Nick Saban wants to be voice for change in college football

Saban on retirement: 'I thought it was the right time' (5:30)

Nick Saban sits down with Rece Davis to discuss why he decided to retire from coaching football. (5:30)

TUSCALOOSA, Ala. -- Nick Saban is retired from coaching, but he emphasized Wednesday that he isn't retired from doing his part to help bring some reform, uniformity and "common sense" to college football and the lingering chaos surrounding the sport.

"If my voice can bring about some meaningful change, I want to help any way I can, because I love the players, and I love college football," Saban told ESPN. "What we have now is not college football -- not college football as we know it. You hear somebody use the word 'student-athlete.' That doesn't exist."

Saban, 72, retired in January after winning six national championships in 17 seasons at Alabama and another at LSU in 2003. He now occupies an office adjacent to the south end zone of Bryant-Denny Stadium and works as an adviser to the university. He also will serve as a college football and NFL draft analyst for ESPN.

While still coaching at Alabama, Saban said, he understood that any critique he made of the current NIL climate combined with the transfer portal -- in particular the lack of rules on agents shopping around players in the portal and schools bidding on high school players through donor-based collectives -- could come across as self-serving. But now that he is no longer coaching, Saban plans to take an even stronger stance.

In fact, some coaches have suggested that Saban would be a perfect choice as college football commissioner if such a position is ever created.

"I'm not really looking for a job, but I do know I'd like to impact college football the best way I can, whether it's being a spokesperson or anything else," Saban said. "Listen, I'm for the players. It's not that I'm not for the players. I want to see the players have a great quality of life and be able to create value for themselves. But we've gone to nobody talking about education, nobody talking about creating value for their future, to talking only about how much money can I make while I'm in college.

"I think the consequence of this could come down the road when some of these guys get 28 and 29 years old that maybe they didn't prepare themselves for when they can't play football anymore, which is what you should do when you go to college."

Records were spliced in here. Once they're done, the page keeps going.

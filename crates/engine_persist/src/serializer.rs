//! The public serializer.

use std::sync::Arc;

use engine_component::{ComponentLibrary, Entity, EntityManager};
use parking_lot::RwLock;

use crate::check::{AllowAll, ComponentCheck, FieldCheck};
use crate::decode::Decoder;
use crate::encode::{EncodeMode, Encoder};
use crate::error::PersistError;
use crate::id_table::ComponentIdTable;
use crate::packed::PackedEntity;

/// Packs entities of an [`EntityManager`] into [`PackedEntity`] records and
/// back.
///
/// The serializer owns (or mutably borrows, via `&mut M`) the entity
/// manager, shares the component library, and holds the current
/// [`ComponentIdTable`]. The table can be replaced through a shared
/// reference at any time; every call reads it exactly once, so a call sees
/// either the old or the new table, never a mix.
///
/// ```ignore
/// let library = Arc::new(library);
/// let mut serializer = PackedEntitySerializer::new(world, library.clone());
/// serializer.set_id_mapping(ComponentIdTable::from_library(&library));
///
/// let record = serializer.encode(entity, EncodeMode::Delta, &AllowAll)?;
/// let copy = serializer.decode(&record)?;
/// ```
pub struct PackedEntitySerializer<M: EntityManager> {
    entity_manager: M,
    library: Arc<ComponentLibrary>,
    component_check: Arc<dyn ComponentCheck>,
    id_table: RwLock<Arc<ComponentIdTable>>,
}

impl<M: EntityManager> PackedEntitySerializer<M> {
    /// Create a serializer with an empty id table and a component check
    /// that lets everything through.
    pub fn new(entity_manager: M, library: Arc<ComponentLibrary>) -> Self {
        Self {
            entity_manager,
            library,
            component_check: Arc::new(AllowAll),
            id_table: RwLock::new(Arc::new(ComponentIdTable::new())),
        }
    }

    /// Replace the component check used by every later call.
    pub fn set_component_check(&mut self, check: impl ComponentCheck + 'static) {
        self.component_check = Arc::new(check);
    }

    pub fn component_check(&self) -> &dyn ComponentCheck {
        self.component_check.as_ref()
    }

    pub fn component_library(&self) -> &Arc<ComponentLibrary> {
        &self.library
    }

    pub fn entity_manager(&self) -> &M {
        &self.entity_manager
    }

    pub fn entity_manager_mut(&mut self) -> &mut M {
        &mut self.entity_manager
    }

    /// Give back the entity manager.
    pub fn into_inner(self) -> M {
        self.entity_manager
    }

    /// The current id table.
    pub fn id_mapping(&self) -> Arc<ComponentIdTable> {
        Arc::clone(&self.id_table.read())
    }

    /// Swap in a new id table.
    pub fn set_id_mapping(&self, table: impl Into<Arc<ComponentIdTable>>) {
        *self.id_table.write() = table.into();
    }

    /// Pack `entity`.
    ///
    /// # Errors
    ///
    /// [`PersistError::EntityNotFound`] if the entity does not exist, and
    /// [`PersistError::FieldCountOverflow`] if a component has more than
    /// 255 visible fields. Other problems drop the affected field or
    /// component and are logged.
    pub fn encode(
        &self,
        entity: Entity,
        mode: EncodeMode,
        field_check: &dyn FieldCheck,
    ) -> Result<PackedEntity, PersistError> {
        let id_table = self.id_mapping();
        Encoder {
            library: &self.library,
            id_table: &id_table,
            component_check: self.component_check.as_ref(),
            field_check,
        }
        .encode(&self.entity_manager, entity, mode)
    }

    /// Apply `record` onto `entity` with every field allowed.
    ///
    /// # Errors
    ///
    /// See [`decode_onto_with`](Self::decode_onto_with).
    pub fn decode_onto(&mut self, entity: Entity, record: &PackedEntity) -> Result<(), PersistError> {
        self.decode_onto_with(entity, record, &AllowAll)
    }

    /// Apply `record` onto `entity`, filtering fields with `field_check`.
    ///
    /// # Errors
    ///
    /// [`PersistError::EntityNotFound`] if the entity does not exist and
    /// [`PersistError::MalformedRecord`] if the record's arrays disagree;
    /// the entity is not touched in either case.
    pub fn decode_onto_with(
        &mut self,
        entity: Entity,
        record: &PackedEntity,
        field_check: &dyn FieldCheck,
    ) -> Result<(), PersistError> {
        let id_table = self.id_mapping();
        Decoder {
            library: &self.library,
            id_table: &id_table,
            component_check: self.component_check.as_ref(),
        }
        .decode_onto(&mut self.entity_manager, entity, record, field_check)
    }

    /// Create a new entity from `record`.
    ///
    /// # Errors
    ///
    /// [`PersistError::MalformedRecord`] for an inconsistent record and
    /// [`PersistError::UnknownPrefab`] if its parent prefab is not
    /// registered. No entity is created in either case.
    pub fn decode(&mut self, record: &PackedEntity) -> Result<Entity, PersistError> {
        let id_table = self.id_mapping();
        Decoder {
            library: &self.library,
            id_table: &id_table,
            component_check: self.component_check.as_ref(),
        }
        .decode(&mut self.entity_manager, record)
    }
}

impl<M: EntityManager> std::fmt::Debug for PackedEntitySerializer<M> {
    fn fmt(&self, f: &mut std::fmt::Formatter<'_>) -> std::fmt::Result {
        f.debug_struct("PackedEntitySerializer")
            .field("components", &self.library.len())
            .field("id_table", &self.id_table.read().len())
            .finish_non_exhaustive()
    }
}
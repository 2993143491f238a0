//! Visibility policies.
//!
//! Two independent predicates decide what takes part in a pass:
//!
//! - a [`ComponentCheck`] accepts or rejects whole component types, in both
//!   directions;
//! - a [`FieldCheck`] accepts or rejects single fields, separately for
//!   serialisation and deserialisation.
//!
//! Rejection is never an error; rejected data is silently left out.

use engine_component::{ComponentMetadata, ErasedComponent, FieldMetadata};

/// Decides whether a whole component type participates in a pass.
pub trait ComponentCheck: Send + Sync {
    fn should_serialize(&self, metadata: &ComponentMetadata) -> bool;
}

impl<F> ComponentCheck for F
where
    F: Fn(&ComponentMetadata) -> bool + Send + Sync,
{
    fn should_serialize(&self, metadata: &ComponentMetadata) -> bool {
        self(metadata)
    }
}

/// Decides whether a single field participates in a pass.
pub trait FieldCheck {
    /// Whether `field` of `component` is written into a record.
    fn should_serialize_field(
        &self,
        field: &FieldMetadata,
        component: &dyn ErasedComponent,
    ) -> bool;

    /// Whether `field` is applied when read back from a record.
    fn should_deserialize_field(&self, field: &FieldMetadata) -> bool;
}

/// Lets everything through. The default for both policies.
#[derive(Debug, Clone, Copy, Default, PartialEq, Eq)]
pub struct AllowAll;

impl ComponentCheck for AllowAll {
    fn should_serialize(&self, _metadata: &ComponentMetadata) -> bool {
        true
    }
}

impl FieldCheck for AllowAll {
    fn should_serialize_field(
        &self,
        _field: &FieldMetadata,
        _component: &dyn ErasedComponent,
    ) -> bool {
        true
    }

    fn should_deserialize_field(&self, _field: &FieldMetadata) -> bool {
        true
    }
}

/// Rejects component types flagged as not persisted. Used when saving.
#[derive(Debug, Clone, Copy, Default, PartialEq, Eq)]
pub struct PersistedOnly;

impl ComponentCheck for PersistedOnly {
    fn should_serialize(&self, metadata: &ComponentMetadata) -> bool {
        metadata.is_persisted()
    }
}

/// Accepts only component types flagged as replicated.
#[derive(Debug, Clone, Copy, Default, PartialEq, Eq)]
pub struct ReplicatedOnly;

impl ComponentCheck for ReplicatedOnly {
    fn should_serialize(&self, metadata: &ComponentMetadata) -> bool {
        metadata.is_replicated()
    }
}

/// Accepts only fields flagged as replicated, in both directions.
#[derive(Debug, Clone, Copy, Default, PartialEq, Eq)]
pub struct ReplicatedFields;

impl FieldCheck for ReplicatedFields {
    fn should_serialize_field(
        &self,
        field: &FieldMetadata,
        _component: &dyn ErasedComponent,
    ) -> bool {
        field.is_replicated()
    }

    fn should_deserialize_field(&self, field: &FieldMetadata) -> bool {
        field.is_replicated()
    }
}

#[cfg(test)]
mod tests {
    use engine_component::Component;

    use super::*;

    #[derive(Debug, Clone, Default)]
    struct Score {
        points: u32,
        secret: u32,
    }

    impl Component for Score {
        fn type_name() -> &'static str {
            "Score"
        }
    }

    fn meta(builder: engine_component::ComponentMetadataBuilder<Score>) -> ComponentMetadata {
        builder
            .replicated_field(0, "points", |s| &s.points, |s| &mut s.points)
            .field(1, "secret", |s| &s.secret, |s| &mut s.secret)
            .build()
            .unwrap()
    }

    #[test]
    fn test_allow_all() {
        let metadata = meta(ComponentMetadata::builder::<Score>());
        assert!(AllowAll.should_serialize(&metadata));
        for field in metadata.fields() {
            assert!(AllowAll.should_serialize_field(field, &Score::default()));
            assert!(AllowAll.should_deserialize_field(field));
        }
    }

    #[test]
    fn test_persisted_only() {
        let saved = meta(ComponentMetadata::builder::<Score>());
        let transient = meta(ComponentMetadata::builder::<Score>().not_persisted());
        assert!(PersistedOnly.should_serialize(&saved));
        assert!(!PersistedOnly.should_serialize(&transient));
    }

    #[test]
    fn test_replicated_policies() {
        let local = meta(ComponentMetadata::builder::<Score>());
        let shared = meta(ComponentMetadata::builder::<Score>().replicated());
        assert!(!ReplicatedOnly.should_serialize(&local));
        assert!(ReplicatedOnly.should_serialize(&shared));

        let points = shared.field_by_id(0).unwrap();
        let secret = shared.field_by_id(1).unwrap();
        assert!(ReplicatedFields.should_serialize_field(points, &Score::default()));
        assert!(!ReplicatedFields.should_serialize_field(secret, &Score::default()));
        assert!(!ReplicatedFields.should_deserialize_field(secret));
    }

    #[test]
    fn test_closure_as_component_check() {
        let metadata = meta(ComponentMetadata::builder::<Score>());
        let reject_score = |m: &ComponentMetadata| m.name() != "Score";
        assert!(!reject_score.should_serialize(&metadata));
    }
}
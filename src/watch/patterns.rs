// src/watch/patterns.rs

use std::fmt;

use anyhow::{Context, Result};
use globset::{Glob, GlobSet, GlobSetBuilder};

/// Patterns always excluded from watching, regardless of configuration:
/// the managed environment tree, version control, and Python caches.
pub const BUILTIN_IGNORES: &[&str] = &[
    ".jobx",
    ".jobx/**",
    ".git",
    ".git/**",
    "**/__pycache__",
    "**/__pycache__/**",
    "**/*.pyc",
];

/// Compiled ignore patterns for watch mode.
///
/// The patterns are evaluated against paths relative to the project root,
/// with forward slashes (e.g. `"src/jobx/core.py"`).
#[derive(Clone)]
pub struct IgnoreProfile {
    set: GlobSet,
}

impl fmt::Debug for IgnoreProfile {
    fn fmt(&self, f: &mut fmt::Formatter<'_>) -> fmt::Result {
        f.debug_struct("IgnoreProfile").finish_non_exhaustive()
    }
}

impl IgnoreProfile {
    /// Compile the built-in ignores plus any configured extras.
    pub fn build(extra: &[String]) -> Result<Self> {
        let mut builder = GlobSetBuilder::new();
        for pattern in BUILTIN_IGNORES.iter().copied() {
            builder.add(Glob::new(pattern).context("invalid built-in glob pattern")?);
        }
        for pattern in extra {
            let glob = Glob::new(pattern)
                .with_context(|| format!("invalid watch_exclude pattern: {pattern}"))?;
            builder.add(glob);
        }
        Ok(Self {
            set: builder.build()?,
        })
    }

    /// True when a change to this path should be discarded.
    pub fn is_ignored(&self, rel_path: &str) -> bool {
        self.set.is_match(rel_path)
    }
}
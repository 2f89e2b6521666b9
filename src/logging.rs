// src/logging.rs

//! Logging setup for `jobx` using `tracing` + `tracing-subscriber`.
//!
//! Priority for determining the log level:
//! 1. `--log-level` CLI flag (if provided)
//! 2. `JOBX_LOG` environment variable (e.g. "info", "debug")
//! 3. default to `warn`

use anyhow::Result;
use tracing_subscriber::fmt;

use crate::cli::LogLevel;

/// Initialise global logging subscriber.
///
/// Safe to call once at startup.
pub fn init_logging(cli_level: Option<LogLevel>) -> Result<()> {
    let level = match cli_level {
        Some(lvl) => level_from_log_level(lvl),
        None => std::env::var("JOBX_LOG")
            .ok()
            .and_then(|s| parse_level_str(&s))
            .unwrap_or(tracing::Level::WARN),
    };

    // `init()` does not return a Result, so this cannot fail at runtime
    // (if called more than once, it will panic; we only call once in main).
    fmt()
        .with_max_level(level)
        .with_target(true)
        .with_thread_ids(false)
        .with_thread_names(false)
        .init();

    Ok(())
}

fn level_from_log_level(lvl: LogLevel) -> tracing::Level {
    match lvl {
        LogLevel::Error => tracing::Level::ERROR,
        LogLevel::Warn => tracing::Level::WARN,
        LogLevel::Info => tracing::Level::INFO,
        LogLevel::Debug => tracing::Level::DEBUG,
        LogLevel::Trace => tracing::Level::TRACE,
    }
}

fn parse_level_str(s: &str) -> Option<tracing::Level> {
    match s.trim().to_lowercase().as_str() {
        "error" => Some(tracing::Level::ERROR),
        "warn" | "warning" => Some(tracing::Level::WARN),
        "info" => Some(tracing::Level::INFO),
        "debug" => Some(tracing::Level::DEBUG),
        "trace" => Some(tracing::Level::TRACE),
        _ => None,
    }
}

As much as anything, Saban said, he wants to see some sensible dialogue about how to help college football start moving in the direction of solutions before the current model completely implodes, and he doesn't want the situation to get to a point where schools have to start cutting other sports.

One of the trickier issues is how to best compensate players, and Saban reiterated that he's for players earning money based on their name, image and likeness once they get on campus.

"But what you have now isn't name, image and likeness. A collective has nothing to do with name, image and likeness," Saban said.

Saban said he would like to see any player compensation model that is created to be brought in-house at the various schools and taken away from donor-based collectives. Of course, then there could be Title IX issues.

"People can give money to the university again and get a tax deduction for doing it, and the university in some kind of way shares, whether it's share revenue, whether it's buying marketing rights, which is a possibility," Saban suggested. "You can buy somebody's marketing rights as an institution, and I don't want to say cap because that sounds like a salary cap, but find a way for schools to invest the same amount of money in players, just like everybody can invest the same amount in a scholarship. This becomes a part of the scholarship."

And while Saban wants to see players get their share of the financial pie, he said the only way any of this works is if there's also a commitment on the players' side.

"Just like an NFL player has a contract or a coach has a contract, something in place so you don't have all this raiding of rosters and mass movement," he said. "I wonder what fans are going to say when they don't even know the team from year to year because there's no development of teams, just bringing in new players every year."

Saban said he is not nearly as well versed on the legality of everything as such people as SEC commissioner Greg Sankey or Alabama athletic director Greg Byrne.

"They would be more qualified [to serve in a college football commissioner's role] than I am. They're in it every day and know all the issues," Saban said. "That's why I'm hesitant to come up with a firm solution because you don't know the consequences of the solution relative to, 'All right, do we have to pass antitrust laws to be able to do it this way? What does it all entail?'

"It's one thing to come up with a solution. It's another thing to implement it. I'm just here to help."

The man replacing Saban at Alabama, Kalen DeBoer, said Wednesday that college football needs Saban more than ever before, especially now that Saban is outside the coaching ranks.

"Nobody can say it's about him or his team now," DeBoer said. "He wants to see the game move in the right direction. We need that, and if he can help make that happen, he will leave another legacy that might not go above what he's accomplished on the field but will be far-reaching for everybody in our sport."